For the entries below, the result should be an exact transcription of the lines from the one with "self.cells.is_empty() && self.attributes.is_empty()" up to and including the one with "shared string table", and only those.

=======

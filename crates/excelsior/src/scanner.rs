//! Read-only entry point over a workbook file

use std::path::Path;

use excelsior_xlsx::Package;

use crate::editor::Editor;
use crate::error::{Error, Result};

/// Lists the sheets of a workbook without parsing any of them.
///
/// Only `[Content_Types].xml`, the relationships and `workbook.xml` are
/// read when a scanner is opened.
#[derive(Debug)]
pub struct Scanner {
    package: Package,
}

impl Scanner {
    pub fn open<P: AsRef<Path>>(path: P) -> Result<Self> {
        Ok(Self {
            package: Package::open(path)?,
        })
    }

    pub fn from_bytes(bytes: Vec<u8>) -> Result<Self> {
        Ok(Self {
            package: Package::from_bytes(bytes)?,
        })
    }

    /// Sheet names in workbook order
    pub fn get_sheets(&self) -> Vec<String> {
        self.package.sheet_names()
    }

    /// Turn the scanner into an [`Editor`] on `sheet`, or on the first
    /// sheet when `None`.
    pub fn open_editor(self, sheet: Option<&str>) -> Result<Editor> {
        let name = match sheet {
            Some(name) => name.to_string(),
            None => self
                .package
                .sheets()
                .get(0)
                .map(|s| s.name.clone())
                .ok_or(Error::NoSheets)?,
        };
        Editor::from_package(self.package, &name)
    }
}
//! Parts and cells that were not edited must come out unchanged

use std::io::{Cursor, Read, Write};

use excelsior::prelude::*;
use excelsior::{Compression, FontPatch};
use pretty_assertions::assert_eq;
use tempfile::TempDir;
use zip::write::SimpleFileOptions;
use zip::{CompressionMethod, ZipArchive, ZipWriter};

const CONTENT_TYPES: &str = r#"<?xml version="1.0" encoding="UTF-8" standalone="yes"?>
<Types xmlns="http://schemas.openxmlformats.org/package/2006/content-types"><Default Extension="rels" ContentType="application/vnd.openxmlformats-package.relationships+xml"/><Default Extension="xml" ContentType="application/xml"/><Override PartName="/xl/workbook.xml" ContentType="application/vnd.openxmlformats-officedocument.spreadsheetml.sheet.main+xml"/><Override PartName="/xl/worksheets/sheet1.xml" ContentType="application/vnd.openxmlformats-officedocument.spreadsheetml.worksheet+xml"/><Override PartName="/xl/worksheets/sheet2.xml" ContentType="application/vnd.openxmlformats-officedocument.spreadsheetml.worksheet+xml"/><Override PartName="/xl/styles.xml" ContentType="application/vnd.openxmlformats-officedocument.spreadsheetml.styles+xml"/><Override PartName="/xl/sharedStrings.xml" ContentType="application/vnd.openxmlformats-officedocument.spreadsheetml.sharedStrings+xml"/><Override PartName="/docProps/core.xml" ContentType="application/vnd.openxmlformats-package.core-properties+xml"/></Types>"#;

const ROOT_RELS: &str = r#"<?xml version="1.0" encoding="UTF-8" standalone="yes"?>
<Relationships xmlns="http://schemas.openxmlformats.org/package/2006/relationships"><Relationship Id="rId1" Type="http://schemas.openxmlformats.org/officeDocument/2006/relationships/officeDocument" Target="xl/workbook.xml"/><Relationship Id="rId2" Type="http://schemas.openxmlformats.org/package/2006/relationships/metadata/core-properties" Target="docProps/core.xml"/></Relationships>"#;

const WORKBOOK: &str = r#"<?xml version="1.0" encoding="UTF-8" standalone="yes"?>
<workbook xmlns="http://schemas.openxmlformats.org/spreadsheetml/2006/main" xmlns:r="http://schemas.openxmlformats.org/officeDocument/2006/relationships"><bookViews><workbookView activeTab="0"/></bookViews><sheets><sheet name="Report" sheetId="1" r:id="rId1"/><sheet name="Notes" sheetId="2" r:id="rId2"/></sheets><calcPr calcId="191029"/></workbook>"#;

const WORKBOOK_RELS: &str = r#"<?xml version="1.0" encoding="UTF-8" standalone="yes"?>
<Relationships xmlns="http://schemas.openxmlformats.org/package/2006/relationships"><Relationship Id="rId1" Type="http://schemas.openxmlformats.org/officeDocument/2006/relationships/worksheet" Target="worksheets/sheet1.xml"/><Relationship Id="rId2" Type="http://schemas.openxmlformats.org/officeDocument/2006/relationships/worksheet" Target="worksheets/sheet2.xml"/><Relationship Id="rId3" Type="http://schemas.openxmlformats.org/officeDocument/2006/relationships/styles" Target="styles.xml"/><Relationship Id="rId4" Type="http://schemas.openxmlformats.org/officeDocument/2006/relationships/sharedStrings" Target="sharedStrings.xml"/></Relationships>"#;

const SHEET1: &str = r#"<?xml version="1.0" encoding="UTF-8" standalone="yes"?>
<worksheet xmlns="http://schemas.openxmlformats.org/spreadsheetml/2006/main" xmlns:r="http://schemas.openxmlformats.org/officeDocument/2006/relationships"><dimension ref="A1:B2"/><sheetViews><sheetView tabSelected="1" workbookViewId="0"><pane ySplit="1" topLeftCell="A2" activePane="bottomLeft" state="frozen"/></sheetView></sheetViews><sheetFormatPr defaultRowHeight="15"/><cols><col min="1" max="1" width="30" customWidth="1"/></cols><sheetData><row r="1" ht="24" customHeight="1"><c r="A1" s="1" t="s"><v>0</v></c><c r="B1" s="1" t="s"><v>1</v></c></row><row r="2"><c r="A2" t="s"><v>2</v></c><c r="B2"><v>42</v></c></row></sheetData><pageMargins left="0.7" right="0.7" top="0.75" bottom="0.75" header="0.3" footer="0.3"/></worksheet>"#;

const SHEET2: &str = r#"<?xml version="1.0" encoding="UTF-8" standalone="yes"?>
<worksheet xmlns="http://schemas.openxmlformats.org/spreadsheetml/2006/main"><dimension ref="A1"/><sheetData><row r="1"><c r="A1" t="s"><v>2</v></c></row></sheetData></worksheet>"#;

const SHARED_STRINGS: &str = r#"<?xml version="1.0" encoding="UTF-8" standalone="yes"?>
<sst xmlns="http://schemas.openxmlformats.org/spreadsheetml/2006/main" count="4" uniqueCount="3"><si><t>Name</t></si><si><r><rPr><b/></rPr><t>Total</t></r><r><t xml:space="preserve"> (EUR)</t></r></si><si><t>alpha</t></si></sst>"#;

const STYLES: &str = r#"<?xml version="1.0" encoding="UTF-8" standalone="yes"?>
<styleSheet xmlns="http://schemas.openxmlformats.org/spreadsheetml/2006/main"><fonts count="2"><font><sz val="11"/><color theme="1"/><name val="Calibri"/><family val="2"/><scheme val="minor"/></font><font><b/><sz val="11"/><color theme="1"/><name val="Calibri"/><family val="2"/><scheme val="minor"/></font></fonts><fills count="2"><fill><patternFill patternType="none"/></fill><fill><patternFill patternType="gray125"/></fill></fills><borders count="1"><border><left/><right/><top/><bottom/><diagonal/></border></borders><cellStyleXfs count="1"><xf numFmtId="0" fontId="0" fillId="0" borderId="0"/></cellStyleXfs><cellXfs count="2"><xf numFmtId="0" fontId="0" fillId="0" borderId="0" xfId="0"/><xf numFmtId="0" fontId="1" fillId="0" borderId="0" xfId="0" applyFont="1"/></cellXfs><cellStyles count="1"><cellStyle name="Normal" xfId="0" builtinId="0"/></cellStyles><dxfs count="0"/><tableStyles count="0"/></styleSheet>"#;

const CORE: &str = r#"<?xml version="1.0" encoding="UTF-8" standalone="yes"?>
<cp:coreProperties xmlns:cp="http://schemas.openxmlformats.org/package/2006/metadata/core-properties" xmlns:dc="http://purl.org/dc/elements/1.1/"><dc:creator>someone</dc:creator></cp:coreProperties>"#;

/// A small two-sheet workbook the way a spreadsheet application writes it,
/// stored uncompressed so raw copies are easy to tell apart
fn source_workbook() -> Vec<u8> {
    let parts = [
        ("[Content_Types].xml", CONTENT_TYPES),
        ("_rels/.rels", ROOT_RELS),
        ("docProps/core.xml", CORE),
        ("xl/workbook.xml", WORKBOOK),
        ("xl/_rels/workbook.xml.rels", WORKBOOK_RELS),
        ("xl/worksheets/sheet1.xml", SHEET1),
        ("xl/worksheets/sheet2.xml", SHEET2),
        ("xl/sharedStrings.xml", SHARED_STRINGS),
        ("xl/styles.xml", STYLES),
    ];
    let mut zip = ZipWriter::new(Cursor::new(Vec::new()));
    let options = SimpleFileOptions::default().compression_method(CompressionMethod::Stored);
    for (name, body) in parts {
        zip.start_file(name, options).unwrap();
        zip.write_all(body.as_bytes()).unwrap();
    }
    zip.finish().unwrap().into_inner()
}

fn entry(archive: &mut ZipArchive<Cursor<Vec<u8>>>, name: &str) -> (CompressionMethod, String) {
    let mut file = archive.by_name(name).unwrap();
    let mut body = String::new();
    file.read_to_string(&mut body).unwrap();
    (file.compression(), body)
}

fn open_output(path: &std::path::Path) -> ZipArchive<Cursor<Vec<u8>>> {
    ZipArchive::new(Cursor::new(std::fs::read(path).unwrap())).unwrap()
}

fn edited_copy(dir: &TempDir) -> std::path::PathBuf {
    let source = dir.path().join("source.xlsx");
    std::fs::write(&source, source_workbook()).unwrap();

    let mut editor = Editor::open(&source, Some("Report")).unwrap();
    editor.set_cell("A3", "beta").unwrap();
    editor
        .set_font("A2", FontPatch::new().italic(true))
        .unwrap();

    let out = dir.path().join("out.xlsx");
    editor
        .save_with(&out, &SaveOptions::new().compression(Compression::Deflated))
        .unwrap();
    out
}

#[test]
fn test_untouched_parts_are_copied_raw() {
    let dir = TempDir::new().unwrap();
    let out = edited_copy(&dir);
    let mut archive = open_output(&out);

    for (name, body) in [
        ("docProps/core.xml", CORE),
        ("xl/worksheets/sheet2.xml", SHEET2),
        ("xl/workbook.xml", WORKBOOK),
        ("[Content_Types].xml", CONTENT_TYPES),
    ] {
        assert_eq!(
            entry(&mut archive, name),
            (CompressionMethod::Stored, body.to_string()),
            "{}",
            name
        );
    }
    assert_eq!(
        entry(&mut archive, "xl/worksheets/sheet1.xml").0,
        CompressionMethod::Deflated
    );
}

#[test]
fn test_edited_sheet_keeps_surrounding_markup() {
    let dir = TempDir::new().unwrap();
    let out = edited_copy(&dir);
    let (_, sheet) = entry(&mut open_output(&out), "xl/worksheets/sheet1.xml");

    assert!(sheet.contains(r#"<dimension ref="A1:B3"/>"#), "{}", sheet);
    assert!(sheet.contains(r#"<pane ySplit="1" topLeftCell="A2" activePane="bottomLeft" state="frozen"/>"#));
    assert!(sheet.contains(r#"<sheetFormatPr defaultRowHeight="15"/>"#));
    assert!(sheet.contains(r#"<col min="1" max="1" width="30" customWidth="1"/>"#));
    assert!(sheet.contains(r#"<row r="1" ht="24" customHeight="1">"#));
    assert!(sheet.contains(r#"<c r="B1" s="1" t="s"><v>1</v></c>"#));
    assert!(sheet.contains(r#"<c r="B2"><v>42</v></c>"#));
    assert!(sheet.contains(r#"<pageMargins left="0.7""#));
}

#[test]
fn test_shared_strings_and_styles_are_extended() {
    let dir = TempDir::new().unwrap();
    let out = edited_copy(&dir);
    let mut archive = open_output(&out);

    let (_, strings) = entry(&mut archive, "xl/sharedStrings.xml");
    assert!(strings.contains(
        r#"<si><r><rPr><b/></rPr><t>Total</t></r><r><t xml:space="preserve"> (EUR)</t></r></si>"#
    ));
    assert!(strings.contains("<si><t>beta</t></si>"));

    let (_, styles) = entry(&mut archive, "xl/styles.xml");
    assert!(styles.contains(r#"<fonts count="3">"#), "{}", styles);
    assert!(styles.contains(r#"<cellXfs count="3">"#));
    assert!(styles.contains(r#"<xf numFmtId="0" fontId="1" fillId="0" borderId="0" xfId="0" applyFont="1"/>"#));

    let mut reopened = Editor::open(&out, None).unwrap();
    assert_eq!(reopened.cell_text("B1").unwrap().as_deref(), Some("Total (EUR)"));
    assert_eq!(reopened.cell_text("A3").unwrap().as_deref(), Some("beta"));
    assert_eq!(reopened.cell_style("A1").unwrap(), 1);
    assert_eq!(reopened.cell_style("A2").unwrap(), 2);
    assert!(reopened.cell_format("A2").unwrap().font.italic);
    assert!(!reopened.cell_format("A2").unwrap().font.bold);
    assert_eq!(reopened.column_width("A").unwrap(), Some(30.0));
}

#[test]
fn test_scanner_does_not_load_sheets() {
    let scanner = Scanner::from_bytes(source_workbook()).unwrap();
    assert_eq!(scanner.get_sheets(), vec!["Report", "Notes"]);

    let mut notes = scanner.open_editor(Some("Notes")).unwrap();
    assert_eq!(notes.cell_text("A1").unwrap().as_deref(), Some("alpha"));

    // nothing edited: every entry is a raw copy
    let mut archive = ZipArchive::new(Cursor::new(notes.to_bytes().unwrap())).unwrap();
    for i in 0..archive.len() {
        let file = archive.by_index(i).unwrap();
        assert_eq!(file.compression(), CompressionMethod::Stored, "{}", file.name());
    }
}
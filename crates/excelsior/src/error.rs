//! Error type of the public API

use excelsior_core::ErrorKind;
use excelsior_xlsx::XlsxError;
use thiserror::Error;

/// Result type alias using [`Error`]
pub type Result<T> = std::result::Result<T, Error>;

#[derive(Debug, Error)]
pub enum Error {
    /// Bad input or a missing sheet
    #[error(transparent)]
    Core(excelsior_core::Error),

    /// Reading or writing the package failed
    #[error(transparent)]
    Xlsx(XlsxError),

    #[error("Workbook has no worksheets")]
    NoSheets,
}

impl Error {
    pub fn kind(&self) -> ErrorKind {
        match self {
            Error::Core(e) => e.kind(),
            Error::Xlsx(e) => e.kind(),
            Error::NoSheets => ErrorKind::NotFound,
        }
    }

    /// Shorthand for `kind() == ErrorKind::Validation`
    pub fn is_validation(&self) -> bool {
        self.kind() == ErrorKind::Validation
    }
}

impl From<excelsior_core::Error> for Error {
    fn from(e: excelsior_core::Error) -> Self {
        Error::Core(e)
    }
}

// Core errors travelling through the package layer are unwrapped so callers
// can match on them in one place.
impl From<XlsxError> for Error {
    fn from(e: XlsxError) -> Self {
        match e {
            XlsxError::Core(core) => Error::Core(core),
            other => Error::Xlsx(other),
        }
    }
}
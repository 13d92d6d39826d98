//! Sheet storage
//!
//! Sparse row-based storage for one worksheet. Only cells that carry a
//! value, a non-default style or unknown attributes are stored.
//!
//! Structure: `BTreeMap<row_index, Row>` where a [`Row`] holds a
//! `BTreeMap<col_index, Cell>` plus the row's own XML attributes. Iteration
//! is therefore already in the order the sheet XML requires.
//!
//! The store also tracks, per column, the last row holding a non-empty value
//! so "last row" queries never rescan the sheet.

mod columns;
mod merge;

pub use columns::{validate_width, ColumnWidth, ColumnWidths};
pub use merge::MergedRegions;

use crate::address::{CellAddress, CellRange};
use crate::cell::{Cell, CellValue};
use crate::strings::SharedStringTable;
use std::collections::BTreeMap;

/// One `<row>`: its cells and the attributes other than `r`
#[derive(Debug, Clone, Default)]
pub struct Row {
    pub cells: BTreeMap<u16, Cell>,
    /// `ht`, `customHeight`, `s`, `hidden`, ... from the source
    pub attributes: Vec<(String, String)>,
}

impl Row {
    fn is_blank(&self) -> bool {
        self.cells.is_empty() && self.attributes.is_empty()
    }
}

/// In-memory representation of one worksheet
#[derive(Debug, Default)]
pub struct SheetStore {
    rows: BTreeMap<u32, Row>,
    /// Column → last row with a non-empty value
    column_last: BTreeMap<u16, u32>,
    max_row: Option<u32>,
    columns: ColumnWidths,
    merged: MergedRegions,
    modified: bool,
}

impl SheetStore {
    pub fn new() -> Self {
        Self::default()
    }

    /// Get a cell
    pub fn cell(&self, row: u32, col: u16) -> Option<&Cell> {
        self.rows.get(&row).and_then(|r| r.cells.get(&col))
    }

    pub fn value(&self, row: u32, col: u16) -> Option<&CellValue> {
        self.cell(row, col).map(|c| &c.value)
    }

    /// Style index of a cell (0 when the cell does not exist)
    pub fn style_at(&self, row: u32, col: u16) -> u32 {
        self.cell(row, col).map_or(0, |c| c.style)
    }

    /// Store a cell as read from the source, replacing any previous one.
    pub fn insert_cell(&mut self, row: u32, col: u16, cell: Cell) {
        let had_value = self.cell(row, col).is_some_and(|c| !c.value.is_empty());
        let has_value = !cell.value.is_empty();

        if cell.is_blank() {
            self.remove_cell(row, col);
        } else {
            self.rows.entry(row).or_default().cells.insert(col, cell);
        }
        self.track(row, col, had_value, has_value);
        self.modified = true;
    }

    /// Set the value of a cell, keeping its style.
    pub fn set_value(&mut self, row: u32, col: u16, value: CellValue) {
        let had_value = self.cell(row, col).is_some_and(|c| !c.value.is_empty());
        let has_value = !value.is_empty();

        let cells = &mut self.rows.entry(row).or_default().cells;
        let cell = cells.entry(col).or_default();
        cell.value = value;
        if cell.is_blank() {
            self.remove_cell(row, col);
        }

        self.track(row, col, had_value, has_value);
        self.modified = true;
    }

    /// Set a text value through the shared string table
    pub fn set_text(&mut self, row: u32, col: u16, text: &str, strings: &mut SharedStringTable) {
        let idx = strings.internalize(text);
        self.set_value(row, col, CellValue::SharedString(idx));
    }

    /// Set the style index of a cell, creating a value-less cell if needed
    pub fn set_style(&mut self, row: u32, col: u16, style: u32) {
        let cells = &mut self.rows.entry(row).or_default().cells;
        let cell = cells.entry(col).or_default();
        cell.style = style;
        if cell.is_blank() {
            self.remove_cell(row, col);
        }
        self.modified = true;
    }

    fn remove_cell(&mut self, row: u32, col: u16) {
        if let Some(r) = self.rows.get_mut(&row) {
            r.cells.remove(&col);
            if r.is_blank() {
                self.rows.remove(&row);
            }
        }
    }

    /// Keep the per-column and sheet-wide maxima current
    fn track(&mut self, row: u32, col: u16, had_value: bool, has_value: bool) {
        if has_value {
            let last = self.column_last.entry(col).or_insert(row);
            *last = (*last).max(row);
            self.max_row = Some(self.max_row.map_or(row, |m| m.max(row)));
            return;
        }

        if !had_value || self.column_last.get(&col) != Some(&row) {
            return;
        }

        // The column's last value was cleared: look further up
        let previous = self
            .rows
            .range(..row)
            .rev()
            .find(|(_, r)| r.cells.get(&col).is_some_and(|c| !c.value.is_empty()))
            .map(|(idx, _)| *idx);
        match previous {
            Some(prev) => {
                self.column_last.insert(col, prev);
            }
            None => {
                self.column_last.remove(&col);
            }
        }
        if self.max_row == Some(row) {
            self.max_row = self.column_last.values().copied().max();
        }
    }

    /// Highest row with a non-empty value in `col`
    pub fn last_row_in_column(&self, col: u16) -> Option<u32> {
        self.column_last.get(&col).copied()
    }

    /// Highest row with a non-empty value in any of `first..=last`
    pub fn last_row_in_columns(&self, first: u16, last: u16) -> Option<u32> {
        self.column_last
            .range(first..=last)
            .map(|(_, row)| *row)
            .max()
    }

    /// Highest row with a non-empty value anywhere
    pub fn max_row(&self) -> Option<u32> {
        self.max_row
    }

    /// Bounding box of every stored cell, styled-only cells included
    pub fn dimension(&self) -> Option<CellRange> {
        let first_row = *self.rows.keys().next()?;
        let last_row = *self.rows.keys().next_back()?;
        let mut cols = self
            .rows
            .values()
            .filter_map(|r| Some((*r.cells.keys().next()?, *r.cells.keys().next_back()?)));
        let (mut min_col, mut max_col) = cols.next()?;
        for (lo, hi) in cols {
            min_col = min_col.min(lo);
            max_col = max_col.max(hi);
        }
        Some(CellRange {
            start: CellAddress::new(first_row, min_col),
            end: CellAddress::new(last_row, max_col),
        })
    }

    /// Attributes of a `<row>` read from the source
    pub fn set_row_attributes(&mut self, row: u32, attributes: Vec<(String, String)>) {
        if attributes.is_empty() && !self.rows.contains_key(&row) {
            return;
        }
        self.rows.entry(row).or_default().attributes = attributes;
    }

    /// Iterate rows in order
    pub fn rows(&self) -> impl Iterator<Item = (u32, &Row)> {
        self.rows.iter().map(|(idx, row)| (*idx, row))
    }

    pub fn row_count(&self) -> usize {
        self.rows.len()
    }

    pub fn cell_count(&self) -> usize {
        self.rows.values().map(|r| r.cells.len()).sum()
    }

    pub fn columns(&self) -> &ColumnWidths {
        &self.columns
    }

    pub fn columns_mut(&mut self) -> &mut ColumnWidths {
        self.modified = true;
        &mut self.columns
    }

    pub fn merged(&self) -> &MergedRegions {
        &self.merged
    }

    pub fn merged_mut(&mut self) -> &mut MergedRegions {
        self.modified = true;
        &mut self.merged
    }

    /// Whether anything changed since [`mark_clean`](Self::mark_clean)
    pub fn is_modified(&self) -> bool {
        self.modified
    }

    /// Called once a sheet has been loaded from its part
    pub fn mark_clean(&mut self) {
        self.modified = false;
    }
}
//! Worksheet parts (`xl/worksheets/sheetN.xml`)
//!
//! Reading streams `<sheetData>`, `<cols>` and `<mergeCells>` into a
//! [`SheetStore`]. Writing streams the source part through and replaces
//! exactly those elements plus `<dimension>`; views, page setup,
//! conditional formats, drawings and the rest are copied as they were.

use std::io::{BufRead, Write};

use ahash::AHashSet;

use quick_xml::events::{BytesStart, Event};
use quick_xml::reader::Reader;
use quick_xml::Writer;

use excelsior_core::cell::format_number;
use excelsior_core::{
    Cell, CellAddress, CellRange, CellValue, ColumnWidth, FormulaCell, SheetStore,
};

use crate::error::{XlsxError, XlsxResult};
use crate::shared_strings::space_attr;
use crate::xml::{
    attr, attributes, decode_excel_escapes, encode_excel_escapes, escape, push_attributes,
    read_inner, root_prefix,
};

/// Elements that follow `<mergeCells>` in a worksheet
const AFTER_MERGE_CELLS: [&[u8]; 24] = [
    b"phoneticPr",
    b"conditionalFormatting",
    b"dataValidations",
    b"hyperlinks",
    b"printOptions",
    b"pageMargins",
    b"pageSetup",
    b"headerFooter",
    b"rowBreaks",
    b"colBreaks",
    b"customProperties",
    b"cellWatches",
    b"ignoredErrors",
    b"smartTags",
    b"drawing",
    b"legacyDrawing",
    b"legacyDrawingHF",
    b"drawingHF",
    b"picture",
    b"oleObjects",
    b"controls",
    b"webPublishItems",
    b"tableParts",
    b"extLst",
];

/// Read a worksheet part into a store.
///
/// `part` is only used in error messages.
pub fn read_worksheet<R: BufRead>(source: R, part: &str) -> XlsxResult<SheetStore> {
    let mut reader = Reader::from_reader(source);
    reader.trim_text(false);

    let mut sheet = SheetStore::new();
    let mut buf = Vec::new();
    let mut next_row = 0u32;
    let mut next_col = 0u16;

    loop {
        match reader.read_event_into(&mut buf)? {
            Event::Start(e) => match e.local_name().as_ref() {
                b"row" => {
                    let row = row_index(&e, next_row, part)?;
                    sheet.set_row_attributes(row, row_attributes(&e));
                    next_row = row + 1;
                    next_col = 0;
                }
                b"c" => {
                    let (addr, cell) = read_cell(&mut reader, &e, next_row, next_col, part)?;
                    next_col = addr.col.saturating_add(1);
                    sheet.insert_cell(addr.row, addr.col, cell);
                }
                _ => {}
            },
            Event::Empty(e) => match e.local_name().as_ref() {
                b"row" => {
                    let row = row_index(&e, next_row, part)?;
                    sheet.set_row_attributes(row, row_attributes(&e));
                    next_row = row + 1;
                    next_col = 0;
                }
                b"c" => {
                    let addr = cell_address(&e, next_row, next_col, part)?;
                    let cell = Cell {
                        value: CellValue::Empty,
                        style: style_index(&e),
                        extra: cell_extra(&e),
                    };
                    next_col = addr.col.saturating_add(1);
                    sheet.insert_cell(addr.row, addr.col, cell);
                }
                b"col" => {
                    if let Some(run) = column_run(&e) {
                        sheet.columns_mut().push_loaded(run);
                    }
                }
                b"mergeCell" => match attr(&e, b"ref").map(|r| CellRange::parse(&r)) {
                    Some(Ok(range)) => sheet.merged_mut().push_loaded(range),
                    Some(Err(err)) => log::warn!("{}: skipping merged range: {}", part, err),
                    None => {}
                },
                _ => {}
            },
            Event::Eof => break,
            _ => {}
        }
        buf.clear();
    }

    log::debug!(
        "{}: {} rows, {} cells, {} column runs, {} merged ranges",
        part,
        sheet.row_count(),
        sheet.cell_count(),
        sheet.columns().len(),
        sheet.merged().len()
    );

    sheet.mark_clean();
    Ok(sheet)
}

=======

▶ _Solution for this task_
        self.cells.is_empty() && self.attributes.is_empty()
    }
}

/// In-memory representation of one worksheet
#[derive(Debug, Default)]
pub struct SheetStore {
    rows: BTreeMap<u32, Row>,
    /// Column → last row with a non-empty value
    column_last: BTreeMap<u16, u32>,
    max_row: Option<u32>,
    columns: ColumnWidths,
    merged: MergedRegions,
    modified: bool,
}

impl SheetStore {
    pub fn new() -> Self {
        Self::default()
    }

    /// Get a cell
    pub fn cell(&self, row: u32, col: u16) -> Option<&Cell> {
        self.rows.get(&row).and_then(|r| r.cells.get(&col))
    }

    pub fn value(&self, row: u32, col: u16) -> Option<&CellValue> {
        self.cell(row, col).map(|c| &c.value)
    }

    /// Style index of a cell (0 when the cell does not exist)
    pub fn style_at(&self, row: u32, col: u16) -> u32 {
        self.cell(row, col).map_or(0, |c| c.style)
    }

    /// Store a cell as read from the source, replacing any previous one.
    pub fn insert_cell(&mut self, row: u32, col: u16, cell: Cell) {
        let had_value = self.cell(row, col).is_some_and(|c| !c.value.is_empty());
        let has_value = !cell.value.is_empty();

        if cell.is_blank() {
            self.remove_cell(row, col);
        } else {
            self.rows.entry(row).or_default().cells.insert(col, cell);
        }
        self.track(row, col, had_value, has_value);
        self.modified = true;
    }

    /// Set the value of a cell, keeping its style.
    pub fn set_value(&mut self, row: u32, col: u16, value: CellValue) {
        let had_value = self.cell(row, col).is_some_and(|c| !c.value.is_empty());
        let has_value = !value.is_empty();

        let cells = &mut self.rows.entry(row).or_default().cells;
        let cell = cells.entry(col).or_default();
        cell.value = value;
        if cell.is_blank() {
            self.remove_cell(row, col);
        }

        self.track(row, col, had_value, has_value);
        self.modified = true;
    }

    /// Set a text value through the shared string table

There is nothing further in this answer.